В течение довольно долгого времени я пытался связать струны, о которых рассказывал чуть выше, с глюонами. Как оказалось, это можно сделать, но самым поразительным стало другое: выяснилось, что для описания этих струн естественным является не четырехмерное пространство-время, а пятимерное. Я сейчас объясню, в каком смысле «естественное». Представьте себе, что на листе бумаги нарисовано нечто сложное и непонятное. Вы смотрите, смотрите на рисунок и вдруг понимаете, что это просто проекция обычного трехмерного куба на двумерную бумагу. И куб этот устроен много проще собственной проекции – на бумаге углы какие-то, линии пересекаются, а в трехмерном пространстве все просто . Аналогичным образом вы можете представить себе проекцию на трехмерное пространство четырехмерного куба – у него даже специальное название есть, тессеракт, или гиперкуб. И вот нечто подобное я заметил с этими струнами: для того чтобы их естественно описывать, нужно считать, что они распространяются, как если бы (если хотите, можно и так сказать) они распространялись в пятимерном пространстве. И вот полное понимание всего этого до сих пор еще не достигнуто, над этим люди работают, и я работаю.

– А что про монополи?

– Что касается монополей, то параллельно, примерно в то же время, когда я изучал инстантоны, стало понятно, что должен существовать совершенно новый тип частиц – магнитные монополи. Я не сразу сообразил, что это связано с хорошо известными монополями Дирака. Вернее сказать, Дирак утверждал, что это возможный тип, что, может быть, они существуют, а может и нет, а вот в работе, которую независимо сделали ‘т Хоофт и я, утверждалось, что при всяких разумных предположениях существование таких монополей неизбежно. Когда они будут найдены – это другой вопрос, это зависит от разного, от того, как все пойдет.

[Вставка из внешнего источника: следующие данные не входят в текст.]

#[derive(Debug, Clone)]
pub struct RankingSettings {
    pub max_counted_events: usize,
    pub max_discounted_events: usize,
}

impl Default for RankingSettings {
    fn default() -> Self {
        Self {
            max_counted_events: 6,
            max_discounted_events: 2,
        }
    }
}

#[derive(Debug, Clone)]
pub struct DatabaseSettings {
    pub path: String,
}

impl DatabaseSettings {
    fn from_env() -> Self {
        Self {
            path: std::env::var("DATABASE_PATH")
                .unwrap_or_else(|_| "table_tennis_ranking.db".to_string()),
        }
    }
}

/// Bearer tokens for the two privilege tiers. A tier without a token
/// cannot be authenticated at all.
#[derive(Debug, Clone, Default)]
pub struct AuthSettings {
    pub admin_token: Option<String>,
    pub superadmin_token: Option<String>,
}

impl AuthSettings {
    fn from_env() -> Self {
        Self {
            admin_token: non_empty_var("ADMIN_TOKEN"),
            superadmin_token: non_empty_var("SUPERADMIN_TOKEN"),
        }
    }
}

fn non_empty_var(key: &str) -> Option<String> {
    std::env::var(key).ok().filter(|v| !v.trim().is_empty())
}

#[derive(Debug, Clone)]
pub struct AppConfig {
    pub ranking: RankingSettings,
    pub database: DatabaseSettings,
    pub auth: AuthSettings,
}

impl Default for AppConfig {
    fn default() -> Self {
        Self::new()
    }
}

impl AppConfig {
    pub fn new() -> Self {
        Self {
            ranking: RankingSettings::default(),
            database: DatabaseSettings::from_env(),
            auth: AuthSettings::from_env(),
        }
    }

    /// Configuration that ignores the environment
    pub fn with_parts(database_path: &str, auth: AuthSettings) -> Self {
        Self {
            ranking: RankingSettings::default(),
            database: DatabaseSettings {
                path: database_path.to_string(),
            },
            auth,
        }
    }
}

– Думаете, в ближайшие лет двадцать их найдут?

– Не знаю – не знаю, не уверен. Даже такую простую вещь, как бозон Хиггса, вон сколько искали и нашли только сейчас, спустя пятьдесят лет. Сейчас, к сожалению, время между теоретической идеей и ее экспериментальной проверкой неумолимо растет. Хотя, с другой стороны, есть эксперименты, которые мы, теоретики, объяснить не в состоянии. Например, проблема ускоренного расширения Вселенной (известная как проблема космологической постоянной), открытая экспериментально, до сих пор не решена. Или, скажем, проблема из совершенно другой области: до сих пор нет теории турбулентности, хотя экспериментальных данных по этому направлению огромное количество.

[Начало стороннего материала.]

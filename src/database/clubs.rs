use anyhow::{Context, Result};
use rusqlite::{OptionalExtension, params};

use super::connection::DbConn;
use super::models::{Club, ClubInput};
use crate::errors::{AdminError, AdminResult, Validator, classify_store_error};

const DUPLICATE_NAME: &str = "A club with this name already exists.";

fn validate(input: &ClubInput) -> AdminResult<String> {
    let name = input.name.trim();
    let mut validator = Validator::new();
    validator.check(name.chars().count() >= 2, "name", "Name must be at least 2 characters");
    validator.finish()?;
    Ok(name.to_string())
}

pub fn create(conn: &mut DbConn, input: &ClubInput) -> AdminResult<Club> {
    let name = validate(input)?;
    let sql = "INSERT INTO clubs (name) VALUES (?1) RETURNING id, name";

    conn.query_row(sql, params![name], parse_club_row)
        .map_err(|e| classify_store_error(e, DUPLICATE_NAME, "club"))
}

pub fn update(conn: &mut DbConn, id: i64, input: &ClubInput) -> AdminResult<Club> {
    let name = validate(input)?;
    let sql = "UPDATE clubs SET name = ?1 WHERE id = ?2 RETURNING id, name";

    conn.query_row(sql, params![name, id], parse_club_row)
        .optional()
        .map_err(|e| classify_store_error(e, DUPLICATE_NAME, "club"))?
        .ok_or_else(|| AdminError::NotFound(format!("club {id}")))
}

/// Deletes a club that no player belongs to
pub fn delete(conn: &mut DbConn, id: i64) -> AdminResult<()> {
    let dependents = count_players(conn, id)?;
    if dependents > 0 {
        return Err(AdminError::Referential {
            entity: "club",
            dependents,
        });
    }

    let deleted = conn
        .execute("DELETE FROM clubs WHERE id = ?1", params![id])
        .map_err(|e| classify_store_error(e, "", "club"))?;

    if deleted == 0 {
        return Err(AdminError::NotFound(format!("club {id}")));
    }
    Ok(())
}

pub fn count_players(conn: &mut DbConn, id: i64) -> Result<i64> {
    conn.query_row(
        "SELECT COUNT(*) FROM players WHERE club_id = ?1",
        params![id],
        |row| row.get(0),
    )
    .context("Failed to count club players")
}

fn parse_club_row(row: &rusqlite::Row) -> rusqlite::Result<Club> {
    Ok(Club {
        id: row.get(0)?,
        name: row.get(1)?,
    })
}

pub fn find_by_id(conn: &mut DbConn, id: i64) -> Result<Option<Club>> {
    conn.query_row("SELECT id, name FROM clubs WHERE id = ?1", params![id], parse_club_row)
        .optional()
        .context("Failed to query club by id")
}

pub fn list_all(conn: &mut DbConn) -> Result<Vec<Club>> {
    let mut stmt = conn.prepare("SELECT id, name FROM clubs ORDER BY name")?;
    let rows = stmt
        .query_map([], parse_club_row)?
        .collect::<rusqlite::Result<Vec<_>>>()?;

    Ok(rows)
}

И это довольно забавно, кстати, именно в связи с моими работами – на заре научной карьеры я начинал заниматься теорией критических явлений, которую потом связали с теорией элементарных частиц. Все эти инстантоны, монополи – это конечный результат той деятельности. Но, так сказать, вдохновением для меня была теория турбулентности Колмогорова, и вот и мне, и другим, в общем, удалось продвинуться, применяя аналогичные идеи в других областях, но я многократно пробовал построить последовательную теорию турбулентности – до сих пор мне это не удалось. Но я продолжаю пробовать.

– Продолжаете работать над этим до сих пор?

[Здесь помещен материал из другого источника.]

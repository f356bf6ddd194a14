pub mod clubs;
pub mod connection;
pub mod events;
pub mod models;
pub mod players;
pub mod point_rules;
pub mod results;
pub mod setup;
pub mod snapshots;

#[cfg(test)]
pub(crate) mod test_support;

pub use connection::{DbConn, DbPool, create_memory_pool, create_pool, get_connection};
pub use models::*;
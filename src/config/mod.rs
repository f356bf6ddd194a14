pub mod settings;

pub use settings::{AppConfig, AuthSettings, DatabaseSettings, RankingSettings};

– Да, да. Безусловно. Это один из моих, так сказать, постоянных интересов – теория турбулентности.

– Вы рассказали про монополи и про инстантоны, осталась конформная теория поля.

– Теперь осталась конформная теория поля, да? Хорошо. Это, конечно, немного посложнее. Тут сначала надо поподробнее рассказать про теорию критических явлений, о которой я говорил выше. Простейший пример критических явлений – это когда кусок металла при изменении температуры изменяет магнитные свойства. Скажем, при низких температурах спины атомов в узлах решетки направлены примерно в одну сторону (это вообще нормальная ситуация для низких температур), поэтому магнитные свойства, грубо говоря, есть. Когда температура повышается, возникают флуктуации. Как следствие, начинается «коммуникация» между все более далекими спинами. Наконец, достигается критическая температура, при которой корреляция (показатель этой «коммуникации») становится бесконечно большой – и происходит так называемый фазовый переход. Это очень похоже на то, как при кипении чайника вода начинает переходить в пар – в некотором смысле схожие явления.

Я помню, когда я еще был молодой и только начинал заниматься теорией критических явлений, я применял к этой задаче (фазового перехода воды, то есть того же закипания чайника) теорию элементарных частиц. У меня была такая идея: разберусь в фазовых переходах, а там, возможно, это позволит что-то получить и в теории элементарных частиц. Тогда такой подход был крайне необычным. Я помню очень ясно разговор с одним очень хорошим физиком (мы принимали экзамен какой-то), он спросил меня, чем я занимаюсь. Я говорю, что я хочу разобраться в элементарных частицах, изучая то, как кипит вода в чайнике. Тут я получил такой странный, сочувственный взгляд, который я до сих пор помню. (Смеется.)

А сейчас это более или менее общее место, сейчас люди понимают, что эти задачи связаны. При том, конечно, что это совершенно разные масштабы, совершенно разные физические явления. То, что их объединяет, – это уравнения, у них похожие уравнения. Есть такая книжка «Игра в бисер» Германа Гессе. Там рассказывается о стране будущего Касталии, и все науки, и музыка, и шахматы, и все на свете объединилось в эту самую игру в бисер, и на ее языке формулируются какие-то новые задачи и так далее. Вот такой универсальный язык возник. Это вполне возможное будущее теоретической физики.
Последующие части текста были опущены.